* _Brief_:
From the data below, return the exact lines starting at the line containing "pub struct Pacer" and ending at the line containing "use tempfile::TempDir;", both included, and nothing else.

* _Record excerpts_:
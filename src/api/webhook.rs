//! Webhook channel access: message attachments hold the file chunks.

use log::debug;
use reqwest::Response;
use serde_json::Value;
use sha2::{Digest, Sha256};

use crate::error::{DisboxError, Result};
use crate::http::HttpClient;

/// Derive the tenant key for a webhook: hex SHA-256 of the URL as given.
pub fn webhook_id(webhook_url: &str) -> String {
    let mut hasher = Sha256::new();
    hasher.update(webhook_url.as_bytes());
    hex::encode(hasher.finalize())
}

/// Client for one webhook endpoint.
#[derive(Debug, Clone)]
pub struct WebhookClient {
    http: HttpClient,
    webhook_url: String,
}

impl WebhookClient {
    pub fn new(http: HttpClient, webhook_url: &str) -> Self {
        Self {
            http,
            webhook_url: webhook_url.trim_end_matches('/').to_string(),
        }
    }

    pub fn webhook_url(&self) -> &str {
        &self.webhook_url
    }

    /// Resolve a chunk reference to the URL of its first attachment.
    pub async fn attachment_url(&self, reference: &str) -> Result<String> {
        let url = format!("{}/messages/{}", self.webhook_url, reference);
        let text = self.http.get_text(&url).await?;
        let message: Value = serde_json::from_str(&text)?;

        message
            .get("attachments")
            .and_then(|v| v.as_array())
            .and_then(|attachments| attachments.first())
            .and_then(|attachment| attachment.get("url"))
            .and_then(|v| v.as_str())
            .map(|s| s.to_string())
            .ok_or_else(|| {
                DisboxError::MalformedResponse(format!("message {} has no attachment", reference))
            })
    }

    /// Start downloading the attachment behind `reference`.
    ///
    /// The returned response has a success status; its body is not read yet.
    pub async fn open_attachment(&self, reference: &str) -> Result<Response> {
        let attachment_url = self.attachment_url(reference).await?;
        debug!("chunk {} -> {}", reference, attachment_url);
        self.http.get(&attachment_url).await
    }

    /// Download the raw bytes of the attachment behind `reference`.
    pub async fn fetch_bytes(&self, reference: &str) -> Result<Vec<u8>> {
        let response = self.open_attachment(reference).await?;
        Ok(response.bytes().await?.to_vec())
    }
}
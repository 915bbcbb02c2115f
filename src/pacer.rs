//! Task start pacing and concurrency limiting for batch downloads.

use std::sync::Arc;
use std::time::Duration;

use tokio::sync::{OwnedSemaphorePermit, Semaphore};
use tokio::time::{Instant, sleep_until};

/// Spaces out task starts by a fixed interval and optionally caps how many run at once.
///
/// The first `ready` call returns immediately; each later call waits until `interval`
/// has passed since the previous one returned.
#[derive(Debug)]
pub struct Pacer {
    interval: Duration,
    next_start: Option<Instant>,
    limit: Option<Arc<Semaphore>>,
}

impl Pacer {
    pub fn new(interval: Duration, max_concurrent: Option<usize>) -> Self {
        Self {
            interval,
            next_start: None,
            limit: max_concurrent.map(|n| Arc::new(Semaphore::new(n.max(1)))),
        }
    }

    /// Wait for the next start slot.
    ///
    /// Returns a permit to hold for the lifetime of the task when a cap is configured.
    pub async fn ready(&mut self) -> Option<OwnedSemaphorePermit> {
        if let Some(next_start) = self.next_start {
            sleep_until(next_start).await;
        }

        let permit = match &self.limit {
            // The semaphore is never closed.
            Some(limit) => limit.clone().acquire_owned().await.ok(),
            None => None,
        };

        self.next_start = Some(Instant::now() + self.interval);
        permit
    }
}
use std::sync::atomic::{AtomicUsize, Ordering};
use std::sync::{Arc, Mutex};
use std::time::{Duration, Instant};

use disbox::api::webhook_id;
use disbox::{
    ClientConfig, DisboxClient, DisboxError, DownloadOutcome, FileEntry, TransferProgress,
};
use serde_json::{Value, json};
use tempfile::TempDir;
use wiremock::matchers::{any, body_partial_json, method, path};
use wiremock::{Mock, MockServer, ResponseTemplate};

const HOOK_PATH: &str = "/api/webhooks/1/token";

fn webhook_url(server: &MockServer) -> String {
    format!("{}{}", server.uri(), HOOK_PATH)
}

fn client_for(server: &MockServer) -> DisboxClient {
    let config = ClientConfig::new()
        .with_server_url(server.uri())
        .with_task_interval(Duration::from_millis(10));
    DisboxClient::with_config(&webhook_url(server), config).unwrap()
}

fn file_json(id: i64, name: &str, size: u64, chunks: &[&str]) -> Value {
    let content = format!(
        "[{}]",
        chunks
            .iter()
            .map(|c| format!("\"{}\"", c))
            .collect::<Vec<_>>()
            .join(",")
    );
    json!({
        "id": id,
        "type": "file",
        "name": name,
        "size": size,
        "content": content,
        "created_at": "2023-04-01T10:20:30.123Z",
        "updated_at": "2023-04-01T10:20:30.123Z"
    })
}

async fn mount_tree(server: &MockServer, children: Value) {
    let tenant = webhook_id(&webhook_url(server));
    Mock::given(method("GET"))
        .and(path(format!("/files/get/{}", tenant)))
        .respond_with(ResponseTemplate::new(200).set_body_json(json!({ "children": children })))
        .mount(server)
        .await;
}

/// Serve chunk `reference` with `body`, answering after `delay`.
async fn mount_chunk(server: &MockServer, reference: &str, body: &[u8], delay: Duration) {
    Mock::given(method("GET"))
        .and(path(format!("{}/messages/{}", HOOK_PATH, reference)))
        .respond_with(ResponseTemplate::new(200).set_body_json(json!({
            "id": reference,
            "attachments": [{ "url": format!("{}/attachments/{}", server.uri(), reference) }]
        })))
        .mount(server)
        .await;

    Mock::given(method("GET"))
        .and(path(format!("/attachments/{}", reference)))
        .respond_with(
            ResponseTemplate::new(200)
                .set_body_bytes(body.to_vec())
                .set_delay(delay),
        )
        .mount(server)
        .await;
}

fn sample_tree() -> Value {
    json!({
        "test folder": {
            "id": 100,
            "type": "directory",
            "name": "test folder",
            "children": {
                "a.txt": file_json(1, "a.txt", 6, &["a1", "a2"]),
                "nested": {"id": 2, "type": "directory", "name": "nested", "children": {}},
                "b.txt": file_json(3, "b.txt", 6, &["b1", "b2"])
            }
        },
        "root.bin": file_json(4, "root.bin", 3, &["r1"])
    })
}

#[tokio::test]
async fn test_get_file_info_by_id_and_name() {
    let server = MockServer::start().await;
    mount_tree(&server, sample_tree()).await;
    let client = client_for(&server);

    let by_id = client.get_file_info(3, Some("test folder")).await.unwrap();
    assert_eq!(by_id.name, "b.txt");
    assert_eq!(by_id.content, vec!["b1", "b2"]);

    let by_name = client.get_file_info("root.bin", None).await.unwrap();
    assert_eq!(by_name.id, 4);
    assert!(by_name.created_at.is_some());
}
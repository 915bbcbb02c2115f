//! Filesystem operations split into focused modules.

pub(crate) mod browse;
pub(crate) mod download;
pub(crate) mod tree;
mod update;
mod utils;
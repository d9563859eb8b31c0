//! Scanner session lifecycle.
//!
//! A [`ScannerSession`] owns one camera stream and at most one decode loop.
//! `activate()` acquires both; `deactivate()` (or dropping the session)
//! releases both. The stream lives inside a guard that stops it on drop, so
//! the camera is released on every exit path of the loop task, including
//! abort.

use std::sync::Arc;
use std::time::Duration;

use tokio::sync::{mpsc, watch};
use tokio::task::JoinHandle;
use tokio::time::MissedTickBehavior;
use tracing::{debug, info, trace, warn};

use crate::config;
use crate::intent::ScanPayload;
use crate::metrics::SharedMetrics;

use super::camera::{Camera, Facing, VideoStream};
use super::decoder::FrameDecoder;
use super::ScanError;

/// Tunables for the decode loop.
#[derive(Debug, Clone)]
pub struct ScannerConfig {
    /// Time between frame samples.
    pub sample_interval: Duration,
    /// Pause after each emitted payload. `None` disables the pause.
    pub cooldown: Option<Duration>,
    /// Camera direction to request.
    pub facing: Facing,
    /// Buffered payloads before the loop waits on its consumer.
    pub channel_capacity: usize,
}

impl Default for ScannerConfig {
    fn default() -> Self {
        Self {
            sample_interval: config::SCAN_SAMPLE_INTERVAL,
            cooldown: Some(config::SCAN_COOLDOWN),
            facing: Facing::Environment,
            channel_capacity: config::PAYLOAD_CHANNEL_CAPACITY,
        }
    }
}

/// Observable state of a session.
#[derive(Debug, Clone, Copy, PartialEq, Eq)]
pub enum ScannerState {
    /// No loop running. Initial state, and the state after `deactivate()`.
    Idle,
    /// Camera open, loop sampling.
    Scanning,
    /// The last activation was refused. The caller has to retry.
    CameraUnavailable,
}

/// Payloads emitted by an active session. Closes when the loop ends.
pub type PayloadStream = mpsc::Receiver<ScanPayload>;

struct ActiveLoop {
    shutdown: watch::Sender<bool>,
    handle: JoinHandle<()>,
}

/// Stops the stream when dropped.
struct StreamGuard(Box<dyn VideoStream>);

impl Drop for StreamGuard {
    fn drop(&mut self) {
        self.0.stop();
        debug!("camera stream released");
    }
}

pub struct ScannerSession {
    camera: Arc<dyn Camera>,
    decoder: Arc<dyn FrameDecoder>,
    config: ScannerConfig,
    metrics: Option<SharedMetrics>,
    active: Option<ActiveLoop>,
    state: ScannerState,
}

impl ScannerSession {
    pub fn new(
        camera: Arc<dyn Camera>,
        decoder: Arc<dyn FrameDecoder>,
        config: ScannerConfig,
    ) -> Self {
        Self {
            camera,
            decoder,
            config,
            metrics: None,
            active: None,
            state: ScannerState::Idle,
        }
    }

    pub fn with_metrics(mut self, metrics: SharedMetrics) -> Self {
        self.metrics = Some(metrics);
        self
    }

    pub fn state(&self) -> ScannerState {
        if self.state == ScannerState::Scanning && !self.is_active() {
            return ScannerState::Idle;
        }
        self.state
    }

    /// `true` while a decode loop is running.
    pub fn is_active(&self) -> bool {
        self.active
            .as_ref()
            .map(|a| !a.handle.is_finished())
            .unwrap_or(false)
    }

    /// Opens the camera and starts the decode loop.
    ///
    /// Fails with [`ScanError::AlreadyActive`] while a loop is running, and
    /// with [`ScanError::CameraUnavailable`] if the camera refuses. In the
    /// latter case no loop is started and nothing is retried.
    pub async fn activate(&mut self) -> Result<PayloadStream, ScanError> {
        if self.is_active() {
            return Err(ScanError::AlreadyActive);
        }
        // A loop that ended on its own (stream exhausted) leaves a finished
        // handle behind.
        self.active = None;

        let stream = match self.camera.open(self.config.facing).await {
            Ok(stream) => stream,
            Err(e) => {
                warn!(error = %e, "camera unavailable");
                self.state = ScannerState::CameraUnavailable;
                return Err(ScanError::CameraUnavailable(e));
            }
        };

        let (tx, rx) = mpsc::channel(self.config.channel_capacity.max(1));
        let (shutdown_tx, shutdown_rx) = watch::channel(false);
        let handle = tokio::spawn(decode_loop(
            StreamGuard(stream),
            Arc::clone(&self.decoder),
            self.config.clone(),
            self.metrics.clone(),
            tx,
            shutdown_rx,
        ));

        self.active = Some(ActiveLoop {
            shutdown: shutdown_tx,
            handle,
        });
        self.state = ScannerState::Scanning;
        info!(
            interval_ms = self.config.sample_interval.as_millis() as u64,
            "scanner activated"
        );
        Ok(rx)
    }

    /// Stops the loop and releases the camera. Safe to call repeatedly and
    /// on a session that never activated.
    pub async fn deactivate(&mut self) {
        if let Some(active) = self.active.take() {
            let _ = active.shutdown.send(true);
            if let Err(e) = active.handle.await {
                if !e.is_cancelled() {
                    warn!(error = %e, "decode loop ended abnormally");
                }
            }
            info!("scanner deactivated");
        }
        if self.state == ScannerState::Scanning {
            self.state = ScannerState::Idle;
        }
    }
}

impl Drop for ScannerSession {
    fn drop(&mut self) {
        if let Some(active) = self.active.take() {
            let _ = active.shutdown.send(true);
            active.handle.abort();
        }
    }
}

async fn decode_loop(
    mut guard: StreamGuard,
    decoder: Arc<dyn FrameDecoder>,
    config: ScannerConfig,
    metrics: Option<SharedMetrics>,
    tx: mpsc::Sender<ScanPayload>,
    mut shutdown: watch::Receiver<bool>,
) {
    let mut ticker = tokio::time::interval(config.sample_interval);
    ticker.set_missed_tick_behavior(MissedTickBehavior::Delay);

    loop {
        tokio::select! {
            _ = ticker.tick() => {}
            _ = shutdown.changed() => break,
        }
        if *shutdown.borrow() {
            break;
        }

        // Frame capture and QR decoding are CPU or disk bound; run them off
        // the async workers. The guard travels with the work and comes back.
        let sampled = tokio::task::spawn_blocking({
            let decoder = Arc::clone(&decoder);
            move || {
                let sample = guard.0.next_frame().map(|frame| decoder.decode(&frame));
                (guard, sample)
            }
        })
        .await;
        let sample = match sampled {
            Ok((returned, sample)) => {
                guard = returned;
                sample
            }
            Err(e) => {
                // The guard was dropped with the failed task.
                warn!(error = %e, "frame sampling failed");
                break;
            }
        };

        let Some(decoded) = sample else {
            debug!("video stream ended");
            break;
        };
        let Some(text) = decoded else {
            trace!("no code in frame");
            continue;
        };
        if text.trim().is_empty() {
            continue;
        }

        if let Some(m) = &metrics {
            m.payloads_decoded_total.inc();
        }
        debug!(len = text.len(), "payload decoded");

        tokio::select! {
            sent = tx.send(ScanPayload::camera(text)) => {
                if sent.is_err() {
                    debug!("payload consumer dropped");
                    break;
                }
            }
            _ = shutdown.changed() => break,
        }

        if let Some(cooldown) = config.cooldown {
            tokio::select! {
                _ = tokio::time::sleep(cooldown) => {}
                _ = shutdown.changed() => break,
            }
            ticker.reset();
        }
    }
}
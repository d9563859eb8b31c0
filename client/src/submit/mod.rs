//! # Transaction Submitter
//!
//! Sends an [`ActionRequest`](crate::intent::ActionRequest) to the backend,
//! interprets the answer, reconciles local view-state and publishes a
//! notification.
//!
//! - [`state`] — per-action `Idle → Submitting → {Success, Failed} → Idle`.
//! - [`view`] — the reconciled view and its notifications.
//! - [`submitter`] — the [`Submitter`] itself.

pub mod state;
pub mod submitter;
pub mod view;

pub use state::{ActionContexts, InFlight, SubmissionState};
pub use submitter::{SubmitOutcome, Submitter, TransactionResult};
pub use view::{Notification, NotificationLevel, ViewSnapshot, ViewState};
//! Frame → text decoding.

use super::camera::Frame;

/// Finds a 2D barcode in a frame and returns its text.
///
/// `None` covers every "nothing usable here" case: no symbol in view, a
/// partial symbol, a symbol that fails error correction. Continuous scanning
/// hits these constantly, so they are not errors.
pub trait FrameDecoder: Send + Sync {
    fn decode(&self, frame: &Frame) -> Option<String>;
}

/// QR decoder backed by `rqrr`.
#[derive(Debug, Clone, Copy, Default)]
pub struct QrDecoder;

impl FrameDecoder for QrDecoder {
    fn decode(&self, frame: &Frame) -> Option<String> {
        let width = frame.width() as usize;
        let height = frame.height() as usize;
        let luma = frame.luma();
        let mut prepared =
            rqrr::PreparedImage::prepare_from_greyscale(width, height, |x, y| luma[y * width + x]);

        prepared
            .detect_grids()
            .into_iter()
            .find_map(|grid| match grid.decode() {
                Ok((_, content)) if !content.trim().is_empty() => Some(content),
                Ok(_) => None,
                Err(e) => {
                    tracing::trace!(error = %e, "qr grid failed to decode");
                    None
                }
            })
    }
}

#[cfg(test)]
mod tests {
    use super::*;
    use crate::qr;

    #[test]
    fn blank_frame_decodes_to_nothing() {
        let frame = Frame::from_luma(64, 64, vec![255u8; 64 * 64]).unwrap();
        assert_eq!(QrDecoder.decode(&frame), None);
    }

    #[test]
    fn rendered_code_decodes_back() {
        let payload = r#"{"subjectId":"u1","reg_no":"REG-1"}"#;
        let img = qr::render_image(payload).unwrap();
        let frame = Frame::from_gray_image(img);
        assert_eq!(QrDecoder.decode(&frame).as_deref(), Some(payload));
    }
}
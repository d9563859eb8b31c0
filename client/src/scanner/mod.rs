//! # Scanner
//!
//! Turns a live camera feed into [`ScanPayload`](crate::intent::ScanPayload)
//! values.
//!
//! ```text
//!   Camera ──open──► VideoStream ──frame every 100ms──► FrameDecoder
//!                                                          │
//!                                         non-empty text   ▼
//!                                  PayloadStream ◄── decode loop ──► cooldown
//! ```
//!
//! - [`camera`] — device abstraction and a directory-backed stand-in.
//! - [`decoder`] — QR decoding over greyscale frames.
//! - [`session`] — the activate/deactivate lifecycle and the decode loop.

pub mod camera;
pub mod decoder;
pub mod session;

use thiserror::Error;

pub use camera::{Camera, CameraError, Facing, Frame, FrameDirCamera, VideoStream};
pub use decoder::{FrameDecoder, QrDecoder};
pub use session::{PayloadStream, ScannerConfig, ScannerSession, ScannerState};

/// Errors surfaced by [`ScannerSession::activate`].
#[derive(Debug, Error)]
pub enum ScanError {
    /// Permission denied or no device. Terminal for this activation.
    #[error("camera unavailable: {0}")]
    CameraUnavailable(#[source] CameraError),

    /// The session already has a running decode loop.
    #[error("scanner is already active")]
    AlreadyActive,
}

* _Expected answer_:
pub struct Pacer {
    interval: Duration,
    next_start: Option<Instant>,
    limit: Option<Arc<Semaphore>>,
}

impl Pacer {
    pub fn new(interval: Duration, max_concurrent: Option<usize>) -> Self {
        Self {
            interval,
            next_start: None,
            limit: max_concurrent.map(|n| Arc::new(Semaphore::new(n.max(1)))),
        }
    }

    /// Wait for the next start slot.
    ///
    /// Returns a permit to hold for the lifetime of the task when a cap is configured.
    pub async fn ready(&mut self) -> Option<OwnedSemaphorePermit> {
        if let Some(next_start) = self.next_start {
            sleep_until(next_start).await;
        }

        let permit = match &self.limit {
            // The semaphore is never closed.
            Some(limit) => limit.clone().acquire_owned().await.ok(),
            None => None,
        };

        self.next_start = Some(Instant::now() + self.interval);
        permit
    }
}
use std::sync::atomic::{AtomicUsize, Ordering};
use std::sync::{Arc, Mutex};
use std::time::{Duration, Instant};

use disbox::api::webhook_id;
use disbox::{
    ClientConfig, DisboxClient, DisboxError, DownloadOutcome, FileEntry, TransferProgress,
};
use serde_json::{Value, json};
use tempfile::TempDir;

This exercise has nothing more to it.